(Data excerpts)
#[async_trait]
impl CampaignRepository for OrmRepository {
    async fn find_campaign(&self, id: Uuid) -> AppResult<Option<Campaign>> {
        Ok(Campaigns::find_by_id(id)
            .one(&self.orm)
            .await?
            .map(campaign_from_entity))
    }

    async fn list_campaigns(&self, query: &CampaignQuery) -> AppResult<(Vec<Campaign>, u64)> {
        let filter = &query.filter;
        let mut condition = Condition::all();

        if let Some(name) = &filter.name {
            let pattern = format!("%{}%", escape_like(name));
            condition = condition.add(
                Expr::col(campaigns::Column::Name).ilike(LikeExpr::new(pattern).escape('\\')),
            );
        }
        if let Some(category_id) = filter.category_id {
            condition = condition.add(campaigns::Column::CategoryId.eq(category_id));
        }
        if let Some(business_id) = filter.business_id {
            condition = condition.add(campaigns::Column::BusinessId.eq(business_id));
        }
        if let Some(active) = filter.active {
            condition = condition.add(campaigns::Column::Active.eq(active));
        }
        if let Some(from) = filter.start_from {
            condition = condition.add(campaigns::Column::StartDate.gte(from));
        }
        if let Some(to) = filter.start_to {
            condition = condition.add(campaigns::Column::StartDate.lte(to));
        }
        if let Some(from) = filter.end_from {
            condition = condition.add(campaigns::Column::EndDate.gte(from));
        }
        if let Some(to) = filter.end_to {
            condition = condition.add(campaigns::Column::EndDate.lte(to));
        }

        let mut finder = Campaigns::find().filter(condition);
        for sort in &query.sort {
            let order = match sort.order {
                SortOrder::Asc => Order::Asc,
                SortOrder::Desc => Order::Desc,
            };
            finder = finder.order_by(campaign_column(sort.field), order);
        }
        finder = finder.order_by_asc(campaigns::Column::Id);

        let total = finder.clone().count(&self.orm).await?;

        let items = finder
            .limit(query.size)
            .offset(query.page.saturating_mul(query.size))
            .all(&self.orm)
            .await?
            .into_iter()
            .map(campaign_from_entity)
            .collect();

        Ok((items, total))
    }

    async fn insert_campaign(&self, campaign: Campaign) -> AppResult<Campaign> {
        let model = campaign_active(campaign).insert(&self.orm).await?;
        Ok(campaign_from_entity(model))
    }

    async fn update_campaign(&self, campaign: Campaign) -> AppResult<Campaign> {
        let model = campaign_active(campaign)
            .update(&self.orm)
            .await
            .map_err(|e| match e {
                DbErr::RecordNotUpdated => AppError::not_found("Campaign"),
                other => AppError::OrmError(other),
            })?;
        Ok(campaign_from_entity(model))
    }

    async fn find_campaign_product(
        &self,
        campaign_id: Uuid,
        product_id: Uuid,
    ) -> AppResult<Option<CampaignProduct>> {
        Ok(CampaignProducts::find()
            .filter(
                Condition::all()
                    .add(campaign_products::Column::CampaignId.eq(campaign_id))
                    .add(campaign_products::Column::ProductId.eq(product_id)),
            )
            .one(&self.orm)
            .await?
            .map(campaign_product_from_entity))
    }

    async fn insert_campaign_product(&self, link: CampaignProduct) -> AppResult<CampaignProduct> {
        let active = campaign_products::ActiveModel {
            id: Set(link.id),
            campaign_id: Set(link.campaign_id),
            product_id: Set(link.product_id),
            created_at: Set(link.created_at.into()),
        };
        let model = active
            .insert(&self.orm)
            .await
            .map_err(|e| conflict_on_unique(e, "product is already linked to this campaign"))?;
        Ok(campaign_product_from_entity(model))
    }
}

_What you will do_:
All of the data above should be output exactly.

_Worked solution_:
#[async_trait]
impl CampaignRepository for OrmRepository {
    async fn find_campaign(&self, id: Uuid) -> AppResult<Option<Campaign>> {
        Ok(Campaigns::find_by_id(id)
            .one(&self.orm)
            .await?
            .map(campaign_from_entity))
    }

    async fn list_campaigns(&self, query: &CampaignQuery) -> AppResult<(Vec<Campaign>, u64)> {
        let filter = &query.filter;
        let mut condition = Condition::all();

        if let Some(name) = &filter.name {
            let pattern = format!("%{}%", escape_like(name));
            condition = condition.add(
                Expr::col(campaigns::Column::Name).ilike(LikeExpr::new(pattern).escape('\\')),
            );
        }
        if let Some(category_id) = filter.category_id {
            condition = condition.add(campaigns::Column::CategoryId.eq(category_id));
        }
        if let Some(business_id) = filter.business_id {
            condition = condition.add(campaigns::Column::BusinessId.eq(business_id));
        }
        if let Some(active) = filter.active {
            condition = condition.add(campaigns::Column::Active.eq(active));
        }
        if let Some(from) = filter.start_from {
            condition = condition.add(campaigns::Column::StartDate.gte(from));
        }
        if let Some(to) = filter.start_to {
            condition = condition.add(campaigns::Column::StartDate.lte(to));
        }
        if let Some(from) = filter.end_from {
            condition = condition.add(campaigns::Column::EndDate.gte(from));
        }
        if let Some(to) = filter.end_to {
            condition = condition.add(campaigns::Column::EndDate.lte(to));
        }

        let mut finder = Campaigns::find().filter(condition);
        for sort in &query.sort {
            let order = match sort.order {
                SortOrder::Asc => Order::Asc,
                SortOrder::Desc => Order::Desc,
            };
            finder = finder.order_by(campaign_column(sort.field), order);
        }
        finder = finder.order_by_asc(campaigns::Column::Id);

        let total = finder.clone().count(&self.orm).await?;

        let items = finder
            .limit(query.size)
            .offset(query.page.saturating_mul(query.size))
            .all(&self.orm)
            .await?
            .into_iter()
            .map(campaign_from_entity)
            .collect();

        Ok((items, total))
    }

    async fn insert_campaign(&self, campaign: Campaign) -> AppResult<Campaign> {
        let model = campaign_active(campaign).insert(&self.orm).await?;
        Ok(campaign_from_entity(model))
    }

    async fn update_campaign(&self, campaign: Campaign) -> AppResult<Campaign> {
        let model = campaign_active(campaign)
            .update(&self.orm)
            .await
            .map_err(|e| match e {
                DbErr::RecordNotUpdated => AppError::not_found("Campaign"),
                other => AppError::OrmError(other),
            })?;
        Ok(campaign_from_entity(model))
    }

    async fn find_campaign_product(
        &self,
        campaign_id: Uuid,
        product_id: Uuid,
    ) -> AppResult<Option<CampaignProduct>> {
        Ok(CampaignProducts::find()
            .filter(
                Condition::all()
                    .add(campaign_products::Column::CampaignId.eq(campaign_id))
                    .add(campaign_products::Column::ProductId.eq(product_id)),
            )
            .one(&self.orm)
            .await?
            .map(campaign_product_from_entity))
    }

    async fn insert_campaign_product(&self, link: CampaignProduct) -> AppResult<CampaignProduct> {
        let active = campaign_products::ActiveModel {
            id: Set(link.id),
            campaign_id: Set(link.campaign_id),
            product_id: Set(link.product_id),
            created_at: Set(link.created_at.into()),
        };
        let model = active
            .insert(&self.orm)
            .await
            .map_err(|e| conflict_on_unique(e, "product is already linked to this campaign"))?;
        Ok(campaign_product_from_entity(model))
    }
}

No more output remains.